-- RECORDS SHOWN follows --
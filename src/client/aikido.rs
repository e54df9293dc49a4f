//! Aikido API client implementation

use std::sync::Arc;
use std::time::Duration;

use async_trait::async_trait;
use log::debug;
use reqwest::header::{ACCEPT, AUTHORIZATION, HeaderMap, HeaderName, HeaderValue};
use reqwest::{Client as HttpClient, Method};
use serde::de::DeserializeOwned;

use super::auth::{HttpTokenExchange, TokenManager};
use super::models::{Issue, IssueGroup, Listing, Repository, ResourceId};
use super::pagination::{IssueFilterParams, IssueGroupFilterParams, PaginationParams};
use super::AikidoApi;
use crate::config::Config;
use crate::error::{ApiError, Result};

/// Whole-request timeout
const REQUEST_TIMEOUT_SECS: u64 = 30;

/// Per-request options for [`AikidoClient::request`]
#[derive(Debug, Clone)]
pub struct RequestOptions {
    pub method: Method,
    pub query: Vec<(&'static str, String)>,
    /// Extra headers. An `Authorization` entry here is ignored.
    pub headers: HeaderMap,
}

impl Default for RequestOptions {
    fn default() -> Self {
        Self {
            method: Method::GET,
            query: Vec::new(),
            headers: HeaderMap::new(),
        }
    }
}

impl RequestOptions {
    /// A GET that asks for JSON
    pub fn get() -> Self {
        Self::default().header(ACCEPT, HeaderValue::from_static("application/json"))
    }

    pub fn query(mut self, query: Vec<(&'static str, String)>) -> Self {
        self.query = query;
        self
    }

    pub fn header(mut self, name: HeaderName, value: HeaderValue) -> Self {
        self.headers.insert(name, value);
        self
    }
}

/// Aikido API client
pub struct AikidoClient {
    http: HttpClient,
    base_url: String,
    tokens: TokenManager,
}

impl AikidoClient {
    /// Create a client for the configured region and credentials
    pub fn new(config: &Config) -> Result<Self> {
        let http = HttpClient::builder()
            .timeout(Duration::from_secs(REQUEST_TIMEOUT_SECS))
            .build()
            .map_err(|e| ApiError::Network(e.to_string()))?;

        let exchange = HttpTokenExchange::new(http.clone(), config.base_url.clone());
        let tokens = TokenManager::new(config.credentials.clone(), Arc::new(exchange));

        Ok(Self::with_token_manager(http, &config.base_url, tokens))
    }

    /// Create a client around an existing token manager
    pub fn with_token_manager(http: HttpClient, base_url: &str, tokens: TokenManager) -> Self {
        Self {
            http,
            base_url: base_url.trim_end_matches('/').to_string(),
            tokens,
        }
    }

    /// Make an authenticated API request and decode the JSON body.
    pub async fn request<T: DeserializeOwned>(
        &self,
        endpoint: &str,
        options: RequestOptions,
    ) -> Result<T> {
        let token = self.tokens.access_token().await?;

        let RequestOptions {
            method,
            query,
            mut headers,
        } = options;
        headers.remove(AUTHORIZATION);

        let url = format!("{}{}", self.base_url, endpoint);
        debug!("{} {} {:?}", method, url, query);

        let mut builder = self.http.request(method, &url).headers(headers);
        if !query.is_empty() {
            builder = builder.query(&query);
        }

        let response = builder
            .bearer_auth(&token)
            .send()
            .await
            .map_err(ApiError::from)?;

        let status = response.status();
        let body = response
            .text()
            .await
            .map_err(|e| ApiError::InvalidResponse(format!("Failed to read response: {}", e)))?;

        if !status.is_success() {
            debug!("{} returned {}", endpoint, status);
            return Err(ApiError::Request {
                status: status.as_u16(),
                body,
            }
            .into());
        }

        let data = serde_json::from_str::<T>(&body).map_err(|e| {
            ApiError::InvalidResponse(format!("Failed to parse response from {}: {}", endpoint, e))
        })?;
        Ok(data)
    }
}

#[async_trait]
impl AikidoApi for AikidoClient {
    async fn list_repositories(&self, pagination: &PaginationParams) -> Result<Listing<Repository>> {
        self.request(
            "/public/v1/repositories/code",
            RequestOptions::get().query(pagination.to_query_params()),
        )
        .await
    }

    async fn export_issues(&self, filters: &IssueFilterParams) -> Result<Listing<Issue>> {
        self.request(
            "/public/v1/issues/export",
            RequestOptions::get().query(filters.to_query_params()),
        )
        .await
    }

    async fn get_issue(&self, issue_id: &ResourceId) -> Result<Issue> {
        let segment = issue_id
            .path_segment()
            .ok_or_else(|| ApiError::InvalidId(issue_id.to_string()))?;
        let path = format!("/public/v1/issues/{}", segment);
        self.request(&path, RequestOptions::get()).await
    }

    async fn list_open_issue_groups(
        &self,
        filters: &IssueGroupFilterParams,
    ) -> Result<Listing<IssueGroup>> {
        self.request(
            "/public/v1/open-issue-groups",
            RequestOptions::get().query(filters.to_query_params()),
        )
        .await
    }

    async fn get_issue_group(&self, group_id: &ResourceId) -> Result<IssueGroup> {
        let segment = group_id
            .path_segment()
            .ok_or_else(|| ApiError::InvalidId(group_id.to_string()))?;
        let path = format!("/public/v1/issues/groups/{}", segment);
        self.request(&path, RequestOptions::get()).await
    }
}
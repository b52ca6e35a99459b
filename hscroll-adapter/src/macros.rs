#[cfg(feature = "tracing")]
macro_rules! htrace {
    ($($tt:tt)*) => {
        tracing::trace!(target: "hscroll_adapter", $($tt)*)
    };
}

#[cfg(not(feature = "tracing"))]
macro_rules! htrace {
    ($($tt:tt)*) => {};
}

#[cfg(feature = "tracing")]
macro_rules! hdebug {
    ($($tt:tt)*) => {
        tracing::debug!(target: "hscroll_adapter", $($tt)*)
    };
}

#[cfg(not(feature = "tracing"))]
macro_rules! hdebug {
    ($($tt:tt)*) => {};
}

#[cfg(feature = "tracing")]
macro_rules! hwarn {
    ($($tt:tt)*) => {
        tracing::warn!(target: "hscroll_adapter", $($tt)*)
    };
}

#[cfg(not(feature = "tracing"))]
macro_rules! hwarn {
    ($($tt:tt)*) => {};
}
-- RECORDS SHOWN concluded --
TASK BRIEF: Only lines with the word "HttpClient" should be collected from the material.

RESPONSE FOR THIS EXERCISE:
use reqwest::{Client as HttpClient, Method};
    http: HttpClient,
        let http = HttpClient::builder()
    pub fn with_token_manager(http: HttpClient, base_url: &str, tokens: TokenManager) -> Self {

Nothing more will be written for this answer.